Methods: The expression of LncRNA BANCR was evaluated in gastric cancer patient samples and cell lines using quantitative polymerase chain reaction (qPCR). Cisplatin-treated cell proliferation and viability were assessed through clonogenic survival assays and cell counting kit-8 (CCK-8) assays. The activity of the ERK1/2 signaling pathway was examined via Western blot analysis. To further explore the role of BANCR, the ERK pathway inhibitor Ly3214996 was used to determine the effects of BANCR overexpression in cisplatin-resistant gastric cancer cells. The involvement of BANCR in cisplatin resistance was also validated in vivo using xenograft mouse models.

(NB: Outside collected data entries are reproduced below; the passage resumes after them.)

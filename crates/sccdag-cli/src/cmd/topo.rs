//! `sccdag topo`: topological order of the condensation.

use std::io::Write;
use std::path::PathBuf;

use anyhow::Result;
use clap::Args;
use serde::Serialize;

use sccdag_core::{Metrics, StageMetrics};
use sccdag_graph::{condense_membership, kahn, tarjan};

use crate::cmd::{display_name, load_graph};
use crate::output::{OutputMode, join_ids, pretty_kv, pretty_section, render_mode};

/// Arguments for `sccdag topo`.
#[derive(Args, Debug)]
pub struct TopoArgs {
    /// Dataset JSON file.
    pub file: PathBuf,
}

/// Report payload for `sccdag topo`.
#[derive(Debug, Serialize)]
pub struct TopoReport {
    file: String,
    scc_count: usize,
    /// Component ids in topological order.
    order: Vec<usize>,
    /// Vertices, component by component in `order`.
    vertex_order: Vec<usize>,
    topo_ops: u64,
}

/// Execute `sccdag topo`.
///
/// # Errors
///
/// Returns an error if the dataset cannot be loaded or validated, or if the
/// condensation turns out cyclic.
pub fn run_topo(args: &TopoArgs, output: OutputMode) -> Result<Vec<StageMetrics>> {
    let (_, graph) = load_graph(&args.file)?;

    let mut scc_metrics = Metrics::new();
    let components = tarjan(&graph, &mut scc_metrics);
    let mut condense_metrics = Metrics::new();
    let membership = condense_metrics.timed(|_| condense_membership(&graph, &components));
    let mut topo_metrics = Metrics::new();
    let order = kahn(&membership, &mut topo_metrics)?;

    let report = TopoReport {
        file: display_name(&args.file),
        scc_count: components.len(),
        vertex_order: components.expand_order(&order),
        order,
        topo_ops: topo_metrics.topo_ops(),
    };

    render_mode(output, &report, render_text, render_pretty)?;

    Ok(vec![
        StageMetrics {
            stage: "scc",
            metrics: scc_metrics,
        },
        StageMetrics {
            stage: "condense",
            metrics: condense_metrics,
        },
        StageMetrics {
            stage: "topo",
            metrics: topo_metrics,
        },
    ])
}

fn render_text(report: &TopoReport, w: &mut dyn Write) -> std::io::Result<()> {
    writeln!(w, "order: {}", join_ids(&report.order))?;
    writeln!(w, "vertex_order: {}", join_ids(&report.vertex_order))
}

fn render_pretty(report: &TopoReport, w: &mut dyn Write) -> std::io::Result<()> {
    pretty_section(w, &format!("Topological order: {}", report.file))?;
    pretty_kv(w, "components", report.scc_count.to_string())?;
    pretty_kv(w, "order", join_ids(&report.order))?;
    pretty_kv(w, "vertices", join_ids(&report.vertex_order))?;
    pretty_kv(w, "topo ops", report.topo_ops.to_string())
}
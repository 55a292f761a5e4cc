#![forbid(unsafe_code)]
//! sccdag-graph library.
//!
//! The graph pipeline over a [`sccdag_core::Graph`]:
//!
//! 1. [`scc::tarjan`] partitions the vertices into strongly connected
//!    components.
//! 2. [`condense::condense`] collapses each component to one node, giving a
//!    DAG.
//! 3. [`topo::kahn`] orders that DAG.
//! 4. [`paths::shortest_from`] / [`paths::longest_from`] solve single-source
//!    distances over the order, and [`paths::critical_path`] picks the
//!    longest one.
//!
//! [`pipeline::run`] chains all of it for one dataset.
//!
//! # Conventions
//!
//! - Every stage takes a `&mut Metrics` for its own timing and counters.
//! - Results are deterministic: iteration follows vertex id and adjacency
//!   order everywhere, never hash order.

pub mod condense;
pub mod paths;
pub mod pipeline;
pub mod scc;
pub mod topo;

pub use condense::{CondensedGraph, condense, condense_membership};
pub use paths::{
    CriticalPath, LONGEST_UNREACHABLE, LongestPaths, SHORTEST_UNREACHABLE, ShortestPaths,
    critical_path, longest_from, rebuild_path, shortest_from,
};
pub use pipeline::{PipelineOutput, run};
pub use scc::{Component, Components, tarjan};
pub use topo::{is_topological_order, kahn};
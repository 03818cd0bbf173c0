//! SQLite enrollment ledger implementation.
//!
//! Rows live in `course_enrollments` and are never deleted; cancelling only
//! flips `status`.

use std::sync::Arc;

use async_trait::async_trait;
use coursemgmt_domain::{
    CourseId, Enrollment, EnrollmentId, EnrollmentStatus, NewEnrollment, StudentId,
};
use sqlx::SqlitePool;

use super::helpers::{map_write_error, row_to_enrollment};
use crate::infrastructure::ports::{ClockPort, EnrollmentRepo, RepoError};

/// Repository for the enrollment ledger.
pub struct SqliteEnrollmentRepo {
    pool: SqlitePool,
    clock: Arc<dyn ClockPort>,
}

impl SqliteEnrollmentRepo {
    pub fn new(pool: SqlitePool, clock: Arc<dyn ClockPort>) -> Self {
        Self { pool, clock }
    }
}

#[async_trait]
impl EnrollmentRepo for SqliteEnrollmentRepo {
    async fn create(&self, enrollment: &NewEnrollment) -> Result<Enrollment, RepoError> {
        let result = sqlx::query(
            r#"
            INSERT INTO course_enrollments (student_id, course_id, status, create_time, update_time)
            VALUES (?, ?, ?, ?, ?)
            "#,
        )
        .bind(enrollment.student_id.get())
        .bind(enrollment.course_id.get())
        .bind(i64::from(enrollment.status))
        .bind(enrollment.create_time)
        .bind(enrollment.update_time)
        .execute(&self.pool)
        .await
        .map_err(|e| {
            map_write_error(
                "create_enrollment",
                format!(
                    "student_id={} course_id={}",
                    enrollment.student_id, enrollment.course_id
                ),
                e,
            )
        })?;

        let id = EnrollmentId::new(result.last_insert_rowid());
        Ok(enrollment.clone().with_id(id))
    }

    async fn list_active_by_student(
        &self,
        student_id: StudentId,
    ) -> Result<Vec<Enrollment>, RepoError> {
        let rows = sqlx::query(
            r#"
            SELECT id, student_id, course_id, status, create_time, update_time
            FROM course_enrollments
            WHERE student_id = ? AND status = ?
            ORDER BY id
            "#,
        )
        .bind(student_id.get())
        .bind(i64::from(EnrollmentStatus::Active))
        .fetch_all(&self.pool)
        .await
        .map_err(|e| RepoError::database("list_active_by_student", e))?;

        rows.iter().map(row_to_enrollment).collect()
    }

    async fn list_by_student_and_course(
        &self,
        student_id: StudentId,
        course_id: CourseId,
    ) -> Result<Vec<Enrollment>, RepoError> {
        let rows = sqlx::query(
            r#"
            SELECT id, student_id, course_id, status, create_time, update_time
            FROM course_enrollments
            WHERE student_id = ? AND course_id = ?
            ORDER BY id
            "#,
        )
        .bind(student_id.get())
        .bind(course_id.get())
        .fetch_all(&self.pool)
        .await
        .map_err(|e| RepoError::database("list_by_student_and_course", e))?;

        rows.iter().map(row_to_enrollment).collect()
    }

    async fn update_status(
        &self,
        student_id: StudentId,
        course_id: CourseId,
        new_status: EnrollmentStatus,
    ) -> Result<(), RepoError> {
        // Only rows whose current status may move to `new_status` are touched,
        // so a Cancelled row can never be re-activated here.
        let sources = EnrollmentStatus::allowed_sources(new_status);
        let placeholders = vec!["?"; sources.len()].join(", ");
        let sql = format!(
            "UPDATE course_enrollments SET status = ?, update_time = ? \
             WHERE student_id = ? AND course_id = ? AND status IN ({placeholders})"
        );

        let mut q = sqlx::query(&sql)
            .bind(i64::from(new_status))
            .bind(self.clock.now())
            .bind(student_id.get())
            .bind(course_id.get());
        for status in sources {
            q = q.bind(i64::from(status));
        }

        let result = q
            .execute(&self.pool)
            .await
            .map_err(|e| RepoError::database("update_status", e))?;

        if result.rows_affected() == 0 {
            return Err(RepoError::no_rows_affected("update_status"));
        }

        tracing::debug!(
            student_id = %student_id,
            course_id = %course_id,
            status = %new_status,
            rows = result.rows_affected(),
            "Enrollment status updated"
        );
        Ok(())
    }

    async fn list_classmates(&self, student_id: StudentId) -> Result<Vec<Enrollment>, RepoError> {
        let rows = sqlx::query(
            r#"
            SELECT ce.id, ce.student_id, ce.course_id, ce.status, ce.create_time, ce.update_time
            FROM course_enrollments ce
            JOIN course_enrollments ce2 ON ce.course_id = ce2.course_id
            WHERE ce2.student_id = ? AND ce.student_id != ? AND ce2.status = ? AND ce.status = ?
            ORDER BY ce.course_id, ce.student_id
            "#,
        )
        .bind(student_id.get())
        .bind(student_id.get())
        .bind(i64::from(EnrollmentStatus::Active))
        .bind(i64::from(EnrollmentStatus::Active))
        .fetch_all(&self.pool)
        .await
        .map_err(|e| RepoError::database("list_classmates", e))?;

        rows.iter().map(row_to_enrollment).collect()
    }
}
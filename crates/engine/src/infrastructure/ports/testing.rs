//! Testability ports for injecting time.

use chrono::{DateTime, Utc};

#[cfg_attr(test, mockall::automock)]
pub trait ClockPort: Send + Sync {
    fn now(&self) -> DateTime<Utc>;
}
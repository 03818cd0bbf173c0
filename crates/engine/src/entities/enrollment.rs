//! Enrollment entity module.
//!
//! Wraps the enrollment ledger. Creation is the only place timestamps are
//! decided; everything else delegates straight to the repository.

use std::sync::Arc;

use coursemgmt_domain::{self as domain, CourseId, EnrollmentStatus, NewEnrollment, StudentId};

use crate::infrastructure::ports::{ClockPort, EnrollmentRepo, RepoError};

/// Enrollment entity - handles ledger operations.
pub struct Enrollment {
    repo: Arc<dyn EnrollmentRepo>,
    clock: Arc<dyn ClockPort>,
}

impl Enrollment {
    pub fn new(repo: Arc<dyn EnrollmentRepo>, clock: Arc<dyn ClockPort>) -> Self {
        Self { repo, clock }
    }

    /// Persist a new ledger row with create/update time set to now.
    pub async fn create(
        &self,
        student_id: StudentId,
        course_id: CourseId,
        status: EnrollmentStatus,
    ) -> Result<domain::Enrollment, RepoError> {
        let enrollment = NewEnrollment::new(student_id, course_id, status, self.clock.now());
        self.repo.create(&enrollment).await
    }

    /// Active enrollments for a student.
    pub async fn list_active_by_student(
        &self,
        student_id: StudentId,
    ) -> Result<Vec<domain::Enrollment>, RepoError> {
        self.repo.list_active_by_student(student_id).await
    }

    /// Every enrollment for the pair, whatever its status.
    pub async fn list_by_student_and_course(
        &self,
        student_id: StudentId,
        course_id: CourseId,
    ) -> Result<Vec<domain::Enrollment>, RepoError> {
        self.repo
            .list_by_student_and_course(student_id, course_id)
            .await
    }

    pub async fn update_status(
        &self,
        student_id: StudentId,
        course_id: CourseId,
        new_status: EnrollmentStatus,
    ) -> Result<(), RepoError> {
        self.repo
            .update_status(student_id, course_id, new_status)
            .await
    }

    pub async fn list_classmates(
        &self,
        student_id: StudentId,
    ) -> Result<Vec<domain::Enrollment>, RepoError> {
        self.repo.list_classmates(student_id).await
    }
}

Results: LncRNA BANCR expression was significantly elevated in gastric cancer tissues compared to adjacent normal tissues. Overexpression of BANCR enhanced cisplatin resistance in gastric cancer cells in vitro, while treatment with Ly3214996 reversed this resistance by inhibiting ERK protein phosphorylation. In vivo, knockdown of BANCR significantly suppressed tumor growth in xenograft models.
Conclusion: LncRNA BANCR enhances cisplatin resistance in gastric cancer cells through activation of the ERK1/2 signaling pathway. Targeting BANCR not only reduced chemoresistance but also inhibited gastric cancer growth in vitro and in vivo. These findings suggest that BANCR could serve as a potential therapeutic target for overcoming chemoresistance in gastric cancer.